Manager of Global Solution Architecture, Customer Platform Engineering - EST (Remote)
Weights & BiasesPosted 4/16/2025

Manager of Global Solution Architecture, Customer Platform Engineering - EST (Remote)
Weights & Biases
Job Location
Job Summary
Weights & Biases is seeking a highly skilled and experienced SA/SRE (Solutions Architect / Site Reliability Engineering) Manager to lead customer-managed deployments, improve on-premise deployments, streamline upgrades, and build scalable systems and processes through automation. The role requires strong technical background, leadership capabilities, and deep understanding of deployment automation and reliability engineering. The ideal candidate will have 7+ years of experience in SRE, DevOps, or Solutions Architecture roles, with at least 2+ years in a managerial or leadership capacity. They should also possess proficiency in infrastructure as code (Terraform, Ansible, or similar tools), CI/CD automation, and monitoring, logging, and alerting tools. The position offers competitive salary, benefits, and career growth opportunities, as well as a flexible remote work culture with in-office flexibility in San Francisco.
Job Description
Responsibilities:
- Lead and manage a team of SA engineers focused on supporting and scaling customer-managed and on-premise deployments.
- Design, implement, and enhance deployment architectures to improve reliability, scalability, and security.
- Develop and optimize upgrade processes to minimize downtime and operational risk.
- Build and maintain automation frameworks to streamline deployment, monitoring, and incident management.

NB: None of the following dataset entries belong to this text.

// crates/geobrew-core/src/search.rs

//! # Query Runner
//!
//! Fixed sequences of store calls answering the demonstrated questions.
//! Every lookup starts at the name index; a miss at any step yields
//! [`GeoBrewError::NotFound`] instead of a half-filled result.

use crate::common::{brewery_key, city_key};
use crate::config::{IndexKeys, NearestQuery};
use crate::error::{GeoBrewError, Result};
use crate::model::{Brewery, City, CityLocation, NearbyBrewery};
use crate::traits::GeoStore;
use tracing::{debug, info, warn};

/// Resolves a display name to a city id through the name index.
pub fn resolve_city_id<S: GeoStore + ?Sized>(
    store: &mut S,
    keys: &IndexKeys,
    name: &str,
) -> Result<String> {
    let id = store
        .get_index_entry(&keys.city_by_name, name)?
        .ok_or_else(|| GeoBrewError::NotFound(format!("City '{name}' is not in the name index")))?;
    info!(city = name, id = %id, "City ID from name index");
    Ok(id)
}

/// Looks a city up by display name and reads its full record.
pub fn find_city<S: GeoStore + ?Sized>(
    store: &mut S,
    keys: &IndexKeys,
    name: &str,
) -> Result<City> {
    let id = resolve_city_id(store, keys, name)?;
    read_city(store, &id)
}

/// Country and coordinates of a city, with the position also read back from
/// the city geo index.
pub fn city_location<S: GeoStore + ?Sized>(
    store: &mut S,
    keys: &IndexKeys,
    name: &str,
) -> Result<CityLocation> {
    let id = resolve_city_id(store, keys, name)?;
    let city = read_city(store, &id)?;
    let geo_position = store.geo_position(&keys.city_geo, &id)?;
    if geo_position.is_none() {
        warn!(id = %id, "City has a record but no geo index entry");
    }

    Ok(CityLocation {
        name: city.name,
        latitude: city.latitude,
        longitude: city.longitude,
        geo_position,
        country: city.country,
    })
}

/// Breweries around a city, nearest first by default.
///
/// The origin is the city's position in the city geo index. Ids returned by
/// the radius search whose record is missing are logged and left out.
pub fn nearest_breweries<S: GeoStore + ?Sized>(
    store: &mut S,
    keys: &IndexKeys,
    name: &str,
    query: &NearestQuery,
) -> Result<Vec<NearbyBrewery>> {
    let id = resolve_city_id(store, keys, name)?;
    let origin = store.geo_position(&keys.city_geo, &id)?.ok_or_else(|| {
        GeoBrewError::NotFound(format!("City '{name}' (id {id}) is not in the geo index"))
    })?;
    debug!(lng = origin.longitude, lat = origin.latitude, "Search origin");

    let hits = store.geo_search_nearest(
        &keys.brewery_geo,
        origin,
        query.radius_km,
        query.limit,
        query.order,
    )?;
    info!(city = name, hits = hits.len(), radius_km = query.radius_km, "Brewery radius search");

    let mut out = Vec::with_capacity(hits.len());
    for hit in hits {
        let fields = store.get_fields(&brewery_key(&hit.id))?;
        if fields.is_empty() {
            warn!(id = %hit.id, "Brewery in geo index has no stored record");
            continue;
        }
        out.push(NearbyBrewery {
            brewery: Brewery::from_fields(&fields),
            distance_km: hit.distance_km,
        });
    }
    Ok(out)
}

fn read_city<S: GeoStore + ?Sized>(store: &mut S, id: &str) -> Result<City> {
    let key = city_key(id);
    let fields = store.get_fields(&key)?;
    if fields.is_empty() {
        return Err(GeoBrewError::NotFound(format!("No record stored under {key}")));
    }
    debug!(key = %key, fields = fields.len(), "Read city record");
    Ok(City::from_fields(&fields))
}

- Collaborate closely with product and engineering teams to enhance software deliverability and maintainability for on-premise environments.
- Establish and enforce best practices for configuration management, infrastructure as code (IaC), and CI/CD pipelines.
- Lead incident response and root cause analysis for critical production issues, ensuring continuous improvement and proactive problem prevention.
- Drive a culture of operational excellence, automation, and continuous improvement across the organization.
- Customer empathy is vital and timely communication with customer stakeholders
Requirements:
- 7+ years of experience in SRE, DevOps, or Solutions Architecture roles, with at least 2+ years in a managerial or leadership capacity.
- Strong background in managing on-premise and customer-managed deployments at scale.
- Proficiency in infrastructure as code (Terraform, Ansible, or similar tools) and CI/CD automation.
- Experience with Kubernetes, Docker, and cloud/on-prem hybrid architectures.
- Expertise in monitoring, logging, and alerting tools (Prometheus, Grafana, ELK, etc.).
- Strong scripting and programming skills (Python, Go, Bash, etc.).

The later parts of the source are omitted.